◆ INPUT DATA:
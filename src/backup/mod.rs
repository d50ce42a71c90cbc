//! Encrypted backups of the record store.
//!
//! A backup is a passphrase-encrypted snapshot of all records and
//! attachments, written to a directory as one file per backup. Automatic
//! backups taken on app start are capped in number; manual ones are kept
//! until the user deletes them.

pub mod codec;
pub mod files;
pub mod restore;

pub use codec::*;
pub use files::*;
pub use restore::*;

use std::path::PathBuf;

use chrono::{Local, NaiveDateTime};
use rusqlite::Connection;
use thiserror::Error;

use crate::config::BackupSettings;
use crate::crypto::CryptoError;
use crate::db::{self, DatabaseError};

#[derive(Error, Debug)]
pub enum BackupError {
    #[error("Database error: {0}")]
    Database(#[from] DatabaseError),

    #[error("IO error: {0}")]
    Io(#[from] std::io::Error),

    #[error("JSON error: {0}")]
    Json(#[from] serde_json::Error),

    #[error("Crypto error: {0}")]
    Crypto(#[from] CryptoError),

    #[error("No backup passphrase configured")]
    MissingPassphrase,

    #[error("Wrong password or corrupted backup file")]
    WrongPasswordOrCorrupted,

    #[error("Unsupported backup version: {0}")]
    UnsupportedVersion(u32),

    #[error("Invalid backup file name: {0}")]
    InvalidFileName(String),

    #[error("Backup file not found: {0}")]
    NotFound(String),
}

/// Export, encrypt and write a backup on user request.
pub fn create_manual_backup(
    conn: &Connection,
    dir: &BackupDirectory,
    settings: &BackupSettings,
    at: NaiveDateTime,
) -> Result<BackupFile, BackupError> {
    if settings.passphrase().is_none() {
        return Err(BackupError::MissingPassphrase);
    }
    let payload = export_payload(conn)?;
    let blob = encrypt_payload(&payload, settings)?;
    dir.create(&blob, BackupOrigin::Manual, at)
}

/// Take an automatic backup if auto-backup is enabled with a passphrase and
/// the store has at least one record. Returns `None` when skipped.
pub fn run_auto_backup(
    conn: &Connection,
    dir: &BackupDirectory,
    settings: &BackupSettings,
    at: NaiveDateTime,
) -> Result<Option<BackupFile>, BackupError> {
    if !settings.auto_backup || settings.passphrase().is_none() {
        tracing::debug!("Auto backup disabled, skipping");
        return Ok(None);
    }
    if db::count_records(conn)? == 0 {
        tracing::debug!("No records yet, skipping auto backup");
        return Ok(None);
    }

    let payload = export_payload(conn)?;
    let blob = encrypt_payload(&payload, settings)?;
    dir.create(&blob, BackupOrigin::Auto, at).map(Some)
}

/// Run [`run_auto_backup`] on the blocking pool against its own connection,
/// so app start does not wait on key derivation. Failures are logged and
/// returned through the handle.
pub fn spawn_auto_backup(
    db_path: PathBuf,
    dir: BackupDirectory,
) -> tokio::task::JoinHandle<Result<Option<BackupFile>, BackupError>> {
    tokio::task::spawn_blocking(move || {
        let result = db::open_database(&db_path)
            .map_err(BackupError::from)
            .and_then(|conn| {
                let settings = db::load_backup_settings(&conn)?;
                run_auto_backup(&conn, &dir, &settings, Local::now().naive_local())
            });
        if let Err(e) = &result {
            tracing::error!(error = %e, "Auto backup failed");
        }
        result
    })
}

/// [`spawn_auto_backup`] when a tokio runtime is available. Without one the
/// backup is skipped with a warning and `None` is returned.
pub fn schedule_auto_backup(
    db_path: PathBuf,
    dir: BackupDirectory,
) -> Option<tokio::task::JoinHandle<Result<Option<BackupFile>, BackupError>>> {
    if tokio::runtime::Handle::try_current().is_err() {
        tracing::warn!("No async runtime running; auto backup skipped");
        return None;
    }
    Some(spawn_auto_backup(db_path, dir))
}

/// Decrypt a backup blob and replace the store with its contents.
///
/// Decryption and parsing finish before anything is written, so a wrong
/// passphrase never touches existing data.
pub fn restore_from_blob(
    conn: &Connection,
    blob: &[u8],
    passphrase: &str,
) -> Result<RestoreSummary, BackupError> {
    let payload = decrypt_payload(blob, passphrase)?;
    replace_store(conn, payload)
}

/// Restore from a named file in the backup directory.
pub fn restore_from_file(
    conn: &Connection,
    dir: &BackupDirectory,
    name: &str,
    passphrase: &str,
) -> Result<RestoreSummary, BackupError> {
    let blob = dir.read(name)?;
    let summary = restore_from_blob(conn, &blob, passphrase)?;
    tracing::info!(file = %name, "Restored from backup file");
    Ok(summary)
}

#[cfg(test)]
mod tests {
    use super::*;
    use crate::models::{CostItem, RecordDraft};
    use chrono::NaiveDate;

    fn now() -> NaiveDateTime {
        NaiveDate::from_ymd_opt(2024, 7, 1)
            .unwrap()
            .and_hms_opt(8, 0, 0)
            .unwrap()
    }

    fn settings(auto: bool) -> BackupSettings {
        BackupSettings {
            passphrase: Some("pw".into()),
            auto_backup: auto,
            kdf_iterations: 1_000,
        }
    }

    fn seed(conn: &Connection, title: &str, self_pay: f64) -> i64 {
        let mut draft = RecordDraft {
            date: "2024-06-20".into(),
            hospital: "华山医院".into(),
            title: title.into(),
            ..Default::default()
        };
        draft.add_cost_item(CostItem {
            self_pay,
            ..Default::default()
        });
        db::add_record(conn, &draft, &[]).unwrap()
    }

    #[test]
    fn manual_backup_then_restore_round_trip() {
        let dir = tempfile::tempdir().unwrap();
        let backups = BackupDirectory::new(dir.path());
        let conn = db::open_memory_database().unwrap();
        let id = seed(&conn, "头痛", 35.0);

        let file = create_manual_backup(&conn, &backups, &settings(false), now()).unwrap();
        assert_eq!(file.name, "manual_backup_20240701_080000.enc");

        db::delete_record(&conn, id).unwrap();
        seed(&conn, "新增", 1.0);

        let summary = restore_from_file(&conn, &backups, &file.name, "pw").unwrap();
        assert_eq!(summary.records_restored, 1);
        let all = db::get_all_records(&conn).unwrap();
        assert_eq!(all.len(), 1);
        assert_eq!(all[0].id, id);
        assert_eq!(all[0].title, "头痛");
        assert_eq!(all[0].totals.total, 35.0);
    }

    #[test]
    fn wrong_password_restore_keeps_store() {
        let dir = tempfile::tempdir().unwrap();
        let backups = BackupDirectory::new(dir.path());
        let conn = db::open_memory_database().unwrap();
        seed(&conn, "旧", 1.0);
        let file = create_manual_backup(&conn, &backups, &settings(false), now()).unwrap();
        seed(&conn, "新", 2.0);

        let result = restore_from_file(&conn, &backups, &file.name, "nope");
        assert!(matches!(result, Err(BackupError::WrongPasswordOrCorrupted)));
        assert_eq!(db::count_records(&conn).unwrap(), 2);
    }

    #[test]
    fn manual_backup_requires_passphrase() {
        let dir = tempfile::tempdir().unwrap();
        let conn = db::open_memory_database().unwrap();
        let result = create_manual_backup(
            &conn,
            &BackupDirectory::new(dir.path()),
            &BackupSettings::default(),
            now(),
        );
        assert!(matches!(result, Err(BackupError::MissingPassphrase)));
    }

    #[test]
    fn auto_backup_skips_when_disabled_or_empty() {
        let dir = tempfile::tempdir().unwrap();
        let backups = BackupDirectory::new(dir.path());
        let conn = db::open_memory_database().unwrap();

        assert!(run_auto_backup(&conn, &backups, &settings(true), now())
            .unwrap()
            .is_none());

        seed(&conn, "x", 1.0);
        assert!(run_auto_backup(&conn, &backups, &settings(false), now())
            .unwrap()
            .is_none());
        assert!(backups.list().unwrap().is_empty());

        let file = run_auto_backup(&conn, &backups, &settings(true), now())
            .unwrap()
            .unwrap();
        assert_eq!(file.origin, Some(BackupOrigin::Auto));
        assert_eq!(backups.list().unwrap().len(), 1);
    }

    #[tokio::test]
    async fn spawned_auto_backup_uses_stored_settings() {
        let dir = tempfile::tempdir().unwrap();
        let db_path = dir.path().join("store.db");
        {
            let conn = db::open_database(&db_path).unwrap();
            seed(&conn, "x", 1.0);
            db::save_backup_settings(&conn, &settings(true)).unwrap();
        }
        let backups = BackupDirectory::new(dir.path().join("backups"));

        // Stored settings use the full iteration count.
        let file = spawn_auto_backup(db_path, backups.clone())
            .await
            .unwrap()
            .unwrap()
            .unwrap();
        assert!(file.name.starts_with("auto_backup_"));
        assert_eq!(backups.list().unwrap().len(), 1);
    }

    #[test]
    fn scheduling_without_runtime_skips_backup() {
        let dir = tempfile::tempdir().unwrap();
        let backups = BackupDirectory::new(dir.path().join("backups"));
        let handle = schedule_auto_backup(dir.path().join("medvault.db"), backups.clone());
        assert!(handle.is_none());
        assert!(backups.list().unwrap().is_empty());
    }

    #[tokio::test]
    async fn scheduling_inside_runtime_runs_backup() {
        let dir = tempfile::tempdir().unwrap();
        let db_path = dir.path().join("medvault.db");
        drop(db::open_database(&db_path).unwrap());
        let backups = BackupDirectory::new(dir.path().join("backups"));

        let outcome = schedule_auto_backup(db_path, backups)
            .expect("runtime is running")
            .await
            .unwrap()
            .unwrap();
        // Empty store with auto backup off: nothing written.
        assert!(outcome.is_none());
    }
}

◆ TO DO:
Check every line above for the string "tracing", and copy the ones that have it.

◆ WRITTEN REPLY:
        tracing::debug!("Auto backup disabled, skipping");
        tracing::debug!("No records yet, skipping auto backup");
            tracing::error!(error = %e, "Auto backup failed");
        tracing::warn!("No async runtime running; auto backup skipped");
    tracing::info!(file = %name, "Restored from backup file");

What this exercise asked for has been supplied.